Please reproduce verbatim the lines below, from the first through the one with "use crate::error::ConfigResult;".

==== AVAILABLE RECORDS

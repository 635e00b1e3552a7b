//! One registered configuration file and its live instance.

use std::any::Any;
use std::path::{Path, PathBuf};
use std::sync::Arc;
use std::sync::atomic::{AtomicBool, AtomicU8, AtomicUsize, Ordering};
use std::time::SystemTime;

use parking_lot::{Mutex, RwLock};

use super::{ConfigHandle, ConfigKey};
use crate::binder;
use crate::document::{Comments, Document};
use crate::error::ConfigResult;
use crate::formats::{self, Format};
use crate::migration::{MigrationChain, normalize_version};
use crate::resolver::FormatDecision;
use crate::schema::{Config, Reloadable};

const IDLE: u8 = 0;
const SCHEDULED: u8 = 1;
const RUNNING: u8 = 2;
const RUNNING_DIRTY: u8 = 3;

/// Single-flight gate for watch-triggered reloads.
///
/// Any number of requests while a reload is queued collapse into it; any
/// number while one is running collapse into exactly one follow-up run.
#[derive(Debug, Default)]
pub(crate) struct ReloadGate(AtomicU8);

impl ReloadGate {
    /// Record a change. Returns `true` when the caller must queue a reload.
    pub(crate) fn request(&self) -> bool {
        let mut state = self.0.load(Ordering::Acquire);
        loop {
            let next = match state {
                IDLE => SCHEDULED,
                RUNNING => RUNNING_DIRTY,
                _ => return false,
            };
            match self
                .0
                .compare_exchange(state, next, Ordering::AcqRel, Ordering::Acquire)
            {
                Ok(_) => return next == SCHEDULED,
                Err(actual) => state = actual,
            }
        }
    }

    /// The queued reload starts running.
    pub(crate) fn start(&self) {
        self.0.store(RUNNING, Ordering::Release);
    }

    /// The running reload finished. Returns `true` when changes arrived
    /// meanwhile and the reload must run once more.
    pub(crate) fn finish(&self) -> bool {
        match self
            .0
            .compare_exchange(RUNNING, IDLE, Ordering::AcqRel, Ordering::Acquire)
        {
            Ok(_) => false,
            Err(_) => {
                self.0.store(RUNNING, Ordering::Release);
                true
            }
        }
    }

    /// Drop a request that could not be queued.
    pub(crate) fn reset(&self) {
        self.0.store(IDLE, Ordering::Release);
    }

    #[cfg(test)]
    pub(crate) fn is_idle(&self) -> bool {
        self.0.load(Ordering::Acquire) == IDLE
    }
}

/// What the process last knew about the backing file.
#[derive(Debug, Default)]
struct FileState {
    last_modified: Option<SystemTime>,
    version: Option<String>,
    header: Vec<String>,
    comments: Comments,
}

/// Type-erased view of an entry for the registry maps.
pub(crate) trait AnyEntry: Send + Sync {
    fn key(&self) -> &ConfigKey;
    fn path(&self) -> &Path;
    fn gate(&self) -> &ReloadGate;
    fn reloadable(&self) -> Option<Reloadable>;
    fn reload(
        &self,
        chain: Option<&MigrationChain>,
        sections: Option<&[String]>,
    ) -> ConfigResult<Vec<String>>;
    fn save(&self, chain: Option<&MigrationChain>) -> ConfigResult<()>;
    fn reload_count(&self) -> usize;
    fn set_watched(&self, watched: bool);
    fn is_watched(&self) -> bool;
    /// The live `RwLock<T>`, for listeners.
    fn instance_any(&self) -> Arc<dyn Any + Send + Sync>;
    fn as_any(&self) -> &dyn Any;
}

pub(crate) struct Entry<T> {
    key: ConfigKey,
    path: PathBuf,
    format: Format,
    instance: Arc<RwLock<T>>,
    io: Mutex<FileState>,
    gate: ReloadGate,
    reloads: AtomicUsize,
    watched: AtomicBool,
}

impl<T: Config> Entry<T> {
    /// Load the file a decision points at, migrating format and schema
    /// version as needed, and write the result back when it changed.
    pub(crate) fn open(
        key: ConfigKey,
        decision: &FormatDecision,
        chain: Option<&MigrationChain>,
    ) -> ConfigResult<Self> {
        let spec = T::file();
        let schema = T::schema();

        let (mut doc, mut persist, created) = match (&decision.source, decision.source_format) {
            (Some(source), Some(format)) => (read_document(source, format)?, true, false),
            _ if decision.target.exists() => (
                read_document(&decision.target, decision.target_format)?,
                false,
                false,
            ),
            _ if spec.auto_create => (Document::new(), true, true),
            _ => (Document::new(), false, false),
        };

        let stored = doc.version().and_then(normalize_version);
        let outcome = chain
            .map(|chain| chain.apply(&mut doc, created, schema.type_name()))
            .unwrap_or_default();
        persist |= outcome.changed;

        let mut value = T::default();
        binder::bind(&schema, &mut value, doc.root(), None)?;

        let entry = Self {
            key,
            path: decision.target.clone(),
            format: decision.target_format,
            instance: Arc::new(RwLock::new(value)),
            io: Mutex::new(FileState {
                last_modified: modified(&decision.target),
                version: outcome.version.or(stored),
                header: doc.header().to_vec(),
                comments: doc.comments().clone(),
            }),
            gate: ReloadGate::default(),
            reloads: AtomicUsize::new(0),
            watched: AtomicBool::new(false),
        };

        if persist {
            let mut state = entry.io.lock();
            let value = entry.instance.read().clone();
            entry.write_locked(&mut state, &value)?;
        }
        if let Some(source) = &decision.source {
            crate::log_event!(
                "registry",
                "migrated format",
                "{} -> {}",
                source.display(),
                entry.path.display()
            );
        } else if created {
            crate::debug_event!("registry", "created", "{}", entry.path.display());
        }
        Ok(entry)
    }

    pub(crate) fn handle(&self) -> ConfigHandle<T> {
        ConfigHandle {
            instance: self.instance.clone(),
            key: self.key.clone(),
            path: self.path.clone(),
        }
    }

    fn render(&self, state: &FileState, value: &T) -> Document {
        let spec = T::file();
        let mut doc = Document::new();
        doc.set_header(if spec.header.is_empty() {
            state.header.clone()
        } else {
            spec.header
        });
        doc.add_comments(&state.comments, "");
        if let Some(version) = &state.version {
            doc.set_version(version);
        }
        binder::unbind(&T::schema(), value, &mut doc);
        doc
    }

    fn write_locked(&self, state: &mut FileState, value: &T) -> ConfigResult<()> {
        let doc = self.render(state, value);
        formats::write_as(&self.path, self.format, &doc)?;
        state.last_modified = modified(&self.path);
        crate::debug_event!("registry", "wrote", "{}", self.path.display());
        Ok(())
    }

    fn reload_locked(
        &self,
        state: &mut FileState,
        chain: Option<&MigrationChain>,
        sections: Option<&[String]>,
    ) -> ConfigResult<Vec<String>> {
        let schema = T::schema();
        let mut doc = read_document(&self.path, self.format)?;
        let stored = doc.version().and_then(normalize_version);
        let outcome = chain
            .map(|chain| chain.apply(&mut doc, false, schema.type_name()))
            .unwrap_or_default();

        let current = self.instance.read().clone();
        let mut next = current.clone();
        binder::bind(&schema, &mut next, doc.root(), sections)?;

        let before = binder::snapshot(&schema, &current);
        let after = binder::snapshot(&schema, &next);
        let changed: Vec<String> = schema
            .top_level_keys()
            .into_iter()
            .filter(|key| before.get(*key) != after.get(*key))
            .map(str::to_string)
            .collect();

        state.version = outcome.version.or(stored);
        state.header = doc.header().to_vec();
        state.comments = doc.comments().clone();
        state.last_modified = modified(&self.path);

        if !changed.is_empty() {
            *self.instance.write() = next.clone();
        }
        if outcome.changed {
            self.write_locked(state, &next)?;
        }
        self.reloads.fetch_add(1, Ordering::Relaxed);
        Ok(changed)
    }
}

impl<T: Config> AnyEntry for Entry<T> {
    fn key(&self) -> &ConfigKey {
        &self.key
    }

    fn path(&self) -> &Path {
        &self.path
    }

    fn gate(&self) -> &ReloadGate {
        &self.gate
    }

    fn reloadable(&self) -> Option<Reloadable> {
        T::file().reloadable
    }

    fn reload(
        &self,
        chain: Option<&MigrationChain>,
        sections: Option<&[String]>,
    ) -> ConfigResult<Vec<String>> {
        let mut state = self.io.lock();
        self.reload_locked(&mut state, chain, sections)
            .inspect_err(|e| {
                tracing::error!("[registry] reload of {} failed: {e}", self.path.display())
            })
    }

    fn save(&self, chain: Option<&MigrationChain>) -> ConfigResult<()> {
        let mut state = self.io.lock();

        let external = match (modified(&self.path), state.last_modified) {
            (Some(disk), Some(known)) => disk > known,
            (Some(_), None) => true,
            (None, _) => false,
        };
        if external {
            crate::log_event!(
                "registry",
                "external edit",
                "reloading {} before save",
                self.path.display()
            );
            self.reload_locked(&mut state, chain, None).inspect_err(|e| {
                tracing::error!("[registry] save of {} aborted: {e}", self.path.display())
            })?;
        }

        let value = self.instance.read().clone();
        self.write_locked(&mut state, &value).inspect_err(|e| {
            tracing::error!("[registry] save of {} failed: {e}", self.path.display())
        })
    }

    fn reload_count(&self) -> usize {
        self.reloads.load(Ordering::Relaxed)
    }

    fn set_watched(&self, watched: bool) {
        self.watched.store(watched, Ordering::Release);
    }

    fn is_watched(&self) -> bool {
        self.watched.load(Ordering::Acquire)
    }

    fn instance_any(&self) -> Arc<dyn Any + Send + Sync> {
        self.instance.clone()
    }

    fn as_any(&self) -> &dyn Any {
        self
    }
}

/// Read a document, treating malformed content as empty.
fn read_document(path: &Path, format: Format) -> ConfigResult<Document> {
    match formats::read_as(path, format) {
        Err(e) if e.is_parse() => {
            tracing::warn!("[registry] {e}; treating it as empty");
            Ok(Document::new())
        }
        other => other,
    }
}

fn modified(path: &Path) -> Option<SystemTime> {
    std::fs::metadata(path).and_then(|m| m.modified()).ok()
}

#[cfg(test)]
mod tests {
    use super::*;

    #[test]
    fn test_gate_coalesces_while_scheduled() {
        let gate = ReloadGate::default();
        assert!(gate.request());
        for _ in 0..10 {
            assert!(!gate.request());
        }
        gate.start();
        assert!(!gate.finish());
        assert!(gate.is_idle());
    }

    #[test]
    fn test_gate_running_records_one_follow_up() {
        let gate = ReloadGate::default();
        assert!(gate.request());
        gate.start();

        for _ in 0..10 {
            assert!(!gate.request());
        }

        assert!(gate.finish(), "one follow-up reload");
        assert!(!gate.finish(), "and only one");
        assert!(gate.is_idle());
        assert!(gate.request());
    }

    #[test]
    fn test_gate_reset() {
        let gate = ReloadGate::default();
        assert!(gate.request());
        gate.reset();
        assert!(gate.request());
    }
}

========

◆ ANSWER BOX ◆
repository 635e00b1e3552a7b
//! One registered configuration file and its live instance.

use std::any::Any;
use std::path::{Path, PathBuf};
use std::sync::Arc;
use std::sync::atomic::{AtomicBool, AtomicU8, AtomicUsize, Ordering};
use std::time::SystemTime;

use parking_lot::{Mutex, RwLock};

use super::{ConfigHandle, ConfigKey};
use crate::binder;
use crate::document::{Comments, Document};
use crate::error::ConfigResult;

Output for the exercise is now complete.